Добавить в цитаты Настройки чтения

Страница 14 из 77

И другим рождением, имевшим почти такое же огромное значение, как рождение дочери, был отмечен для Марины Цветаевой 1912 год. Сборник, над которым она – независимо ни от чего – работала долгие месяцы, «Волшебный фонарь», появился на прилавках книжных магазинов, увидел свет. Как и предыдущая, первая ее книга, он был напечатан за счет автора тиражом в пятьсот экземпляров. Но теперь, уже имея опыт, она жадно ловила реакцию прессы. Увы!

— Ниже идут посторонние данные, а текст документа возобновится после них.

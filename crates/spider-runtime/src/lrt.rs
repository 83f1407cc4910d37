// SPDX-License-Identifier: Apache-2.0
//! The local runtime thread: pops dispatched tasks, runs their kernel, and
//! reports completion.

use std::panic::{catch_unwind, AssertUnwindSafe};
use std::sync::mpsc::{Receiver, Sender};
use std::sync::Arc;

use spider_platform::KernelTable;
use tracing::{error, instrument, trace};

use crate::error::RuntimeError;
use crate::message::TaskMessage;
use crate::notification::Notification;

#[derive(Debug, Clone, Copy, PartialEq, Eq)]
pub enum LrtState {
    Idle,
    Dispatching,
    Executing,
    Notifying,
    Terminated,
}

/// Moves all bytes of `inputs`, concatenated in order, into `outputs`,
/// chunked by each output's declared length. This is the uniform
/// passthrough behavior of every runtime-inserted subtype (FORK, JOIN,
/// REPEAT, TAIL, HEAD, DUPLICATE, EXTERN_IN, EXTERN_OUT): each one only
/// ever reshapes a token stream, never transforms it. INIT/END firings
/// carry no input or output respectively and so degrade to a no-op, which
/// leaves a freshly allocated (zero-filled) FIFO in place of a persistent
/// delay's seed value.
fn run_builtin_copy(inputs: &[&[u8]], outputs: &mut [&mut [u8]]) {
    let flat: Vec<u8> = inputs.iter().flat_map(|s| s.iter().copied()).collect();
    let mut cursor = 0usize;
    for output in outputs.iter_mut() {
        let len = output.len();
        let end = (cursor + len).min(flat.len());
        let n = end.saturating_sub(cursor);
        output[..n].copy_from_slice(&flat[cursor..end]);
        cursor = end;
    }
}

pub struct Lrt {
    pe: usize,
    dispatch_rx: Receiver<Notification>,
    completion_tx: Sender<Notification>,
    kernels: Arc<KernelTable>,
}

impl Lrt {
    pub fn new(pe: usize, dispatch_rx: Receiver<Notification>, completion_tx: Sender<Notification>, kernels: Arc<KernelTable>) -> Self {
        Self { pe, dispatch_rx, completion_tx, kernels }
    }

    /// Runs until a `Terminate` notification arrives or the dispatch
    /// channel is dropped. Returns an error if a kernel panicked; the
    /// caller (GRT) is responsible for logging and winding the platform
    /// down via `Terminate` to the remaining LRTs.
    #[instrument(skip(self), fields(pe = self.pe))]
    pub fn run(mut self) -> Result<(), RuntimeError> {
        let mut state = LrtState::Idle;
        loop {
            let Ok(notification) = self.dispatch_rx.recv() else {
                break;
            };
            match notification {
                Notification::Dispatch(task) => {
                    state = LrtState::Dispatching;
                    state = LrtState::Executing;
                    let outcome = self.execute(&task);
                    state = LrtState::Notifying;

                    let task_id = task.task_id;
                    let firing = task.firing;
                    let _ = self.completion_tx.send(Notification::Complete { task_id, firing, pe: self.pe });

                    match outcome {
                        Ok(config_outputs) => {
                            for (param, value) in config_outputs {
                                let _ = self.completion_tx.send(Notification::Param { task_id, param, value });
                            }
                        }
                        Err(err) => {
                            error!(firing, "kernel execution failed: {err}");
                            state = LrtState::Terminated;
                            return Err(err);
                        }
                    }
                    state = LrtState::Idle;
                }
                Notification::Terminate => {
                    state = LrtState::Terminated;
                    break;
                }
                Notification::Complete { .. } | Notification::Param { .. } => {
                    // These only ever travel LRT -> GRT; never arrive here.
                }
            }
        }
        trace!(?state, "lrt stopped");
        Ok(())
    }

    fn execute(&self, task: &TaskMessage) -> Result<Vec<(usize, i64)>, RuntimeError> {
        let input_guards: Vec<_> = task
            .inputs
            .iter()
            .map(|h| h.bytes.read().map_err(|_| RuntimeError::FifoLockPoisoned))
            .collect::<Result<Vec<_>, _>>()?;
        let input_slices: Vec<&[u8]> = input_guards.iter().map(|g| g.as_slice()).collect();
        let mut output_guards: Vec<_> = task
            .outputs
            .iter()
            .map(|h| h.bytes.write().map_err(|_| RuntimeError::FifoLockPoisoned))
            .collect::<Result<Vec<_>, _>>()?;
        let mut output_slices: Vec<&mut [u8]> = output_guards.iter_mut().map(|g| g.as_mut_slice()).collect();

        if task.kernel < spider_platform::RESERVED_PREFIX_LEN {
            run_builtin_copy(&input_slices, &mut output_slices);
            return Ok(Vec::new());
        }

        let entry = self.kernels.resolve(task.kernel)?;
        let Some(function) = entry.function() else {
            return Err(RuntimeError::UnknownKernel { firing: task.firing, kernel: task.kernel });
        };
        let mut output_params = vec![0i64; task.output_param_count];

        let call = AssertUnwindSafe(|| function(&task.input_params, &mut output_params, &input_slices, &mut output_slices));
        if catch_unwind(call).is_err() {
            return Err(RuntimeError::KernelPanicked { firing: task.firing });
        }

        Ok(output_params.into_iter().enumerate().collect())
    }
}

#[cfg(test)]
mod tests {
    #![allow(clippy::unwrap_used)]
    #![allow(clippy::expect_used)]
    use super::*;

    #[test]
    fn copies_a_single_input_into_a_single_output_of_the_same_length() {
        let input: [u8; 4] = [1, 2, 3, 4];
        let mut out = [0u8; 4];
        {
            let mut outputs: Vec<&mut [u8]> = vec![&mut out];
            run_builtin_copy(&[&input], &mut outputs);
        }
        assert_eq!(out, input);
    }

    #[test]
    fn fans_one_input_out_to_several_shorter_outputs() {
        let input: [u8; 6] = [1, 2, 3, 4, 5, 6];
        let mut a = [0u8; 2];
        let mut b = [0u8; 4];
        {
            let mut outputs: Vec<&mut [u8]> = vec![&mut a, &mut b];
            run_builtin_copy(&[&input], &mut outputs);
        }
        assert_eq!(a, [1, 2]);
        assert_eq!(b, [3, 4, 5, 6]);
    }

    #[test]
    fn joins_several_inputs_into_one_output() {
        let a: [u8; 2] = [1, 2];
        let b: [u8; 2] = [3, 4];
        let mut out = [0u8; 4];
        {
            let mut outputs: Vec<&mut [u8]> = vec![&mut out];
            run_builtin_copy(&[&a, &b], &mut outputs);
        }
        assert_eq!(out, [1, 2, 3, 4]);
    }

    #[test]
    fn no_outputs_is_a_no_op() {
        let input: [u8; 2] = [9, 9];
        run_builtin_copy(&[&input], &mut []);
    }
}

Редкий критик станет превозносить поэта за его вторую книгу, если он сам или коллеги проявили слабость, похвалив первую. Удовольствия от того, что открыл новое светило, уже не получишь, а следовательно – такова уж их точка зрения, – лучше показать, что вновь обрел трезвый ум, и «отмыться» отрицанием всего и вся, проявляя сожаление о том, что прежде ими двигала исключительно снисходительность. Даже те, кто прежде приветствовал «лепет» юной поэтессы, теперь стали привередничать. Сергеев упрекал автора «Волшебного фонаря» в том, что атмосфера в стихах слишком затхлая, что Цветаева словно заперлась в четырех стенах своей детской комнаты. Еще более сурово отнесся к новому сборнику Валерий Брюсов: у него одновременно прозвучали обвинения в чрезмерной интимности всего написанного и в непростительной небрежности стиля. Гумилев в заключительной части своего разноса выразил надежду, что в третьей книге Цветаева сможет искупить свои грехи и избавиться от декадентской ребячливости, свойственной «Волшебному фонарю».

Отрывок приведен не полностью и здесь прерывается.